• _PROBLEM DESCRIPTION_: Give the number of lines in the records below that hold "each"; nothing else is needed.

• _DATA UNDER STUDY_:
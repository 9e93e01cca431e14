use chrono::Local;
use kwgold_core::{Keyword, KeywordMetrics, KwGoldError, Result};
use std::collections::HashMap;
use std::fs;
use std::path::{Path, PathBuf};

/// Writes per-run CSV snapshots: the raw expanded keyword list before
/// analysis, and the full unfiltered analysis before tier filtering.
/// Files are timestamped so successive runs never clobber each other.
pub struct ArtifactWriter {
    dir: PathBuf,
}

impl ArtifactWriter {
    pub fn new(dir: impl Into<PathBuf>) -> Self {
        Self { dir: dir.into() }
    }

    pub fn dir(&self) -> &Path {
        &self.dir
    }

    fn timestamped(&self, subject: &str, kind: &str) -> PathBuf {
        let stamp = Local::now().format("%Y%m%d_%H%M%S");
        self.dir.join(format!("{subject}_{kind}_{stamp}.csv"))
    }

    /// Snapshot the expanded keyword pool, one keyword per row, in
    /// discovery order.
    pub fn write_keyword_list(&self, subject: &str, keywords: &[Keyword]) -> Result<PathBuf> {
        fs::create_dir_all(&self.dir)?;
        let path = self.timestamped(subject, "expanded");
        let mut writer =
            csv::Writer::from_path(&path).map_err(|e| KwGoldError::Store(e.to_string()))?;
        writer
            .write_record(["keyword"])
            .map_err(|e| KwGoldError::Store(e.to_string()))?;
        for keyword in keywords {
            writer
                .write_record([keyword.as_str()])
                .map_err(|e| KwGoldError::Store(e.to_string()))?;
        }
        writer.flush()?;
        Ok(path)
    }

    /// Snapshot the complete analysis (all tiers, including 0), sorted by
    /// competitiveness ratio ascending.
    pub fn write_analysis(
        &self,
        subject: &str,
        metrics: &HashMap<Keyword, KeywordMetrics>,
    ) -> Result<PathBuf> {
        fs::create_dir_all(&self.dir)?;
        let path = self.timestamped(subject, "analysis");
        let mut writer =
            csv::Writer::from_path(&path).map_err(|e| KwGoldError::Store(e.to_string()))?;
        writer
            .write_record([
                "keyword",
                "pc_search_volume",
                "mobile_search_volume",
                "total_search_volume",
                "document_count",
                "competitiveness_ratio",
                "tier",
            ])
            .map_err(|e| KwGoldError::Store(e.to_string()))?;

        let mut rows: Vec<(&Keyword, &KeywordMetrics)> = metrics.iter().collect();
        rows.sort_by(|a, b| {
            a.1.competitiveness_ratio
                .total_cmp(&b.1.competitiveness_ratio)
        });
        for (keyword, m) in rows {
            let record = [
                keyword.as_str().to_string(),
                m.pc_search_volume.to_string(),
                m.mobile_search_volume.to_string(),
                m.total_search_volume.to_string(),
                m.document_count.to_string(),
                m.competitiveness_ratio.to_string(),
                m.tier.to_string(),
            ];
            writer
                .write_record(&record)
                .map_err(|e| KwGoldError::Store(e.to_string()))?;
        }
        writer.flush()?;
        Ok(path)
    }
}
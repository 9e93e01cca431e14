use thiserror::Error;

#[derive(Error, Debug)]
pub enum KwGoldError {
    #[error("IO error: {0}")]
    Io(#[from] std::io::Error),

    #[error("Serialization error: {0}")]
    Serialization(#[from] serde_json::Error),

    #[error("Config error: {0}")]
    Config(String),

    #[error("Oracle error: {0}")]
    Oracle(String),

    #[error("Store error: {0}")]
    Store(String),

    #[error("Invalid keyword: {0}")]
    InvalidKeyword(String),
}

pub type Result<T> = std::result::Result<T, KwGoldError>;
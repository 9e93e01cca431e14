use kwgold_core::{Backoff, KwGoldConfig, TierRules};
use std::fs;

#[test]
fn explicit_config_file_overrides_defaults() {
    let dir = tempfile::tempdir().unwrap();
    let path = dir.path().join("kwgold.yaml");
    fs::write(
        &path,
        r#"
credentials:
  search_ad:
    customer_id: "12345"
    api_key: key
    secret_key: secret
oracle:
  timeout_secs: 5
  retry:
    max_attempts: 4
    backoff:
      exponential:
        base_ms: 250
expansion:
  max_pool_size: 50
  empty_result_tolerance: 10
"#,
    )
    .unwrap();

    let config = KwGoldConfig::load(Some(&path)).unwrap();
    assert_eq!(config.credentials.search_ad.customer_id, "12345");
    assert_eq!(config.oracle.timeout_secs, 5);
    assert_eq!(config.oracle.retry.max_attempts, 4);
    assert_eq!(
        config.oracle.retry.backoff,
        Backoff::Exponential { base_ms: 250 }
    );
    assert_eq!(config.expansion.max_pool_size, 50);
    assert_eq!(config.expansion.empty_result_tolerance, 10);
    // Untouched sections keep their defaults.
    assert_eq!(config.analyzer.checkpoint_batch_size, 20);
    assert_eq!(config.scheduler.error_retry_secs, 300);
}

#[test]
fn tier_rules_load_from_yaml_file() {
    let dir = tempfile::tempdir().unwrap();
    let path = dir.path().join("tiers.yaml");
    fs::write(
        &path,
        r#"
tiers:
  - { max_documents: 300, max_volume: 400 }
  - { max_documents: 1000, min_volume: 400, max_volume: 2000 }
  - { max_documents: 5000, min_volume: 2000, max_volume: 10000 }
  - { max_documents: 20000, min_volume: 10000, max_volume: 50000 }
  - { min_volume: 50000 }
"#,
    )
    .unwrap();

    let rules = TierRules::load(&path).unwrap();
    assert!(!rules.is_empty());
    assert_eq!(rules.rule(2).unwrap().min_volume, 400);
}

#[test]
fn missing_tier_rule_file_yields_empty_table() {
    let dir = tempfile::tempdir().unwrap();
    let rules = TierRules::load(&dir.path().join("nope.yaml")).unwrap();
    assert!(rules.is_empty());
}

#[test]
fn short_tier_rule_file_is_rejected() {
    let dir = tempfile::tempdir().unwrap();
    let path = dir.path().join("tiers.yaml");
    fs::write(&path, "tiers:\n  - { max_documents: 300 }\n").unwrap();
    assert!(TierRules::load(&path).is_err());
}
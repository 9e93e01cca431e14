use kwgold_core::{Keyword, KwGoldError, Result};
use serde::Deserialize;
use std::fs;
use std::path::Path;
use tracing::info;

#[derive(Debug, Deserialize)]
struct SeedFile {
    #[serde(default)]
    seed_keywords: Vec<SeedEntry>,
}

#[derive(Debug, Deserialize)]
struct SeedEntry {
    #[serde(default)]
    keyword: String,
}

/// Load the seed keywords for a subject from
/// `<data_dir>/<subject>.json`, in file order, capped at `max_seeds`.
pub fn load_seed_keywords(data_dir: &Path, subject: &str, max_seeds: usize) -> Result<Vec<Keyword>> {
    let path = data_dir.join(format!("{subject}.json"));
    if !path.exists() {
        return Err(KwGoldError::Store(format!(
            "seed file not found: {}",
            path.display()
        )));
    }
    let text = fs::read_to_string(&path)?;
    let file: SeedFile = serde_json::from_str(&text)?;
    let mut seeds: Vec<Keyword> = file
        .seed_keywords
        .into_iter()
        .map(|entry| Keyword::new(entry.keyword))
        .filter(|keyword| !keyword.is_empty())
        .collect();
    if seeds.len() > max_seeds {
        info!(
            "seed list for '{subject}' truncated from {} to {max_seeds}",
            seeds.len()
        );
        seeds.truncate(max_seeds);
    }
    Ok(seeds)
}

/// Subjects that have a seed file on disk (file stem per `*.json`,
/// excluding the `template` placeholder). A missing data directory is
/// just an empty list.
pub fn available_subjects(data_dir: &Path) -> Result<Vec<String>> {
    if !data_dir.is_dir() {
        return Ok(Vec::new());
    }
    let mut subjects = Vec::new();
    for entry in fs::read_dir(data_dir)? {
        let path = entry?.path();
        if path.extension().and_then(|e| e.to_str()) != Some("json") {
            continue;
        }
        if let Some(stem) = path.file_stem().and_then(|s| s.to_str()) {
            if !stem.is_empty() && stem != "template" {
                subjects.push(stem.to_string());
            }
        }
    }
    subjects.sort();
    Ok(subjects)
}
use anyhow::{bail, Context, Result};
use clap::{Parser, Subcommand};
use kwgold_cli::{pipeline, scheduler};
use kwgold_core::{Keyword, KwGoldConfig, SearchVolumeSource};
use kwgold_oracle::SearchAdClient;
use std::path::PathBuf;
use tokio_util::sync::CancellationToken;
use tracing::info;
use tracing_subscriber::{filter::EnvFilter, layer::SubscriberExt, Registry};

#[derive(Parser)]
#[command(
    name = "kwgold",
    version,
    author,
    about = "Golden-keyword research: expand seed keywords, score competitiveness, keep the winners"
)]
#[command(propagate_version = true)]
struct Cli {
    #[command(subcommand)]
    command: Commands,

    #[arg(short, long, global = true, help = "Enable verbose logging")]
    verbose: bool,

    #[arg(long, global = true, help = "Also write logs to a file under logs/")]
    log_file: bool,

    #[arg(long, global = true, help = "Configuration file path")]
    config: Option<PathBuf>,
}

#[derive(Subcommand)]
enum Commands {
    #[command(about = "Run the pipeline once for a subject")]
    Run {
        #[arg(help = "Keyword subject; names a seed file under the data directory")]
        subject: String,

        #[arg(
            short,
            long,
            value_delimiter = ',',
            help = "Seed keywords, overriding the subject's seed file"
        )]
        seeds: Option<Vec<String>>,

        #[arg(long, help = "Maximum size of the expanded keyword pool")]
        max_keywords: Option<usize>,

        #[arg(
            long,
            value_delimiter = ',',
            help = "Competitiveness tiers to keep (1-5)"
        )]
        tiers: Option<Vec<u8>>,
    },

    #[command(about = "Run the pipeline on a timer with a random subject each cycle")]
    Watch {
        #[arg(long, help = "Minutes between cycles")]
        cycle_minutes: Option<u64>,
    },

    #[command(about = "Query the search-volume oracle for a few keywords and print raw results")]
    Debug {
        #[arg(required = true, help = "Keywords to look up")]
        keywords: Vec<String>,
    },

    #[command(about = "List subjects that have a seed file")]
    Subjects,
}

#[tokio::main]
async fn main() -> Result<()> {
    dotenv::dotenv().ok();

    let cli = Cli::parse();
    let _log_guard = init_logging(cli.verbose, cli.log_file)?;

    let config = KwGoldConfig::load(cli.config.as_deref()).context("failed to load configuration")?;

    let cancel = CancellationToken::new();
    {
        let cancel = cancel.clone();
        tokio::spawn(async move {
            if tokio::signal::ctrl_c().await.is_ok() {
                info!("interrupt received; saving progress before exit");
                cancel.cancel();
            }
        });
    }

    match cli.command {
        Commands::Run {
            subject,
            seeds,
            max_keywords,
            tiers,
        } => {
            let overrides = pipeline::RunOverrides {
                seeds: seeds.unwrap_or_default(),
                max_pool_size: max_keywords,
                target_tiers: tiers,
            };
            let outcome = pipeline::run(&config, &subject, overrides, &cancel).await?;
            if outcome.interrupted {
                bail!("interrupted; partial results for '{subject}' were saved");
            }
        }
        Commands::Watch { cycle_minutes } => {
            scheduler::run(&config, cycle_minutes, &cancel).await?;
        }
        Commands::Debug { keywords } => {
            debug_volumes(&config, &keywords).await?;
        }
        Commands::Subjects => {
            let subjects = kwgold_store::available_subjects(&config.storage.data_dir)?;
            if subjects.is_empty() {
                println!(
                    "no seed files found under {}",
                    config.storage.data_dir.display()
                );
            }
            for subject in subjects {
                println!("{subject}");
            }
        }
    }

    Ok(())
}

/// Stdout logging, plus an optional per-run non-ANSI file layer.
fn init_logging(
    verbose: bool,
    to_file: bool,
) -> Result<Option<tracing_appender::non_blocking::WorkerGuard>> {
    let env_filter = || {
        EnvFilter::try_from_default_env()
            .unwrap_or_else(|_| EnvFilter::new(if verbose { "debug" } else { "info" }))
    };

    if to_file {
        std::fs::create_dir_all("logs")?;
        let file_name = format!("kwgold_{}.log", chrono::Local::now().format("%Y%m%d_%H%M%S"));
        let (writer, guard) =
            tracing_appender::non_blocking(tracing_appender::rolling::never("logs", &file_name));
        let subscriber = Registry::default()
            .with(env_filter())
            .with(tracing_subscriber::fmt::layer())
            .with(
                tracing_subscriber::fmt::layer()
                    .with_writer(writer)
                    .with_ansi(false),
            );
        tracing::subscriber::set_global_default(subscriber).ok();
        println!("log file: logs/{file_name}");
        Ok(Some(guard))
    } else {
        let subscriber = Registry::default()
            .with(env_filter())
            .with(tracing_subscriber::fmt::layer());
        tracing::subscriber::set_global_default(subscriber).ok();
        Ok(None)
    }
}

/// Mirror of the keyword-tool lookup for troubleshooting credentials and
/// odd keywords: one batch per keyword, raw outcomes printed.
async fn debug_volumes(config: &KwGoldConfig, keywords: &[String]) -> Result<()> {
    let client = SearchAdClient::new(&config.oracle, config.credentials.search_ad.clone())?;
    for raw in keywords {
        let keyword = Keyword::new(raw);
        match client.search_volumes(std::slice::from_ref(&keyword)).await {
            Ok(volumes) if volumes.is_empty() => println!("{keyword}: no data"),
            Ok(volumes) => {
                for (reported, volume) in volumes {
                    println!(
                        "{keyword} -> {reported}: pc={} mobile={}",
                        volume.pc.normalize(),
                        volume.mobile.normalize()
                    );
                }
            }
            Err(e) => println!("{keyword}: lookup failed: {e}"),
        }
    }
    Ok(())
}
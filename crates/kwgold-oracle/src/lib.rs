pub mod autocomplete;
pub mod openapi;
pub mod searchad;

pub use autocomplete::*;
pub use openapi::*;
pub use searchad::*;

• _SOLUTION TO THE EXERCISE_: 2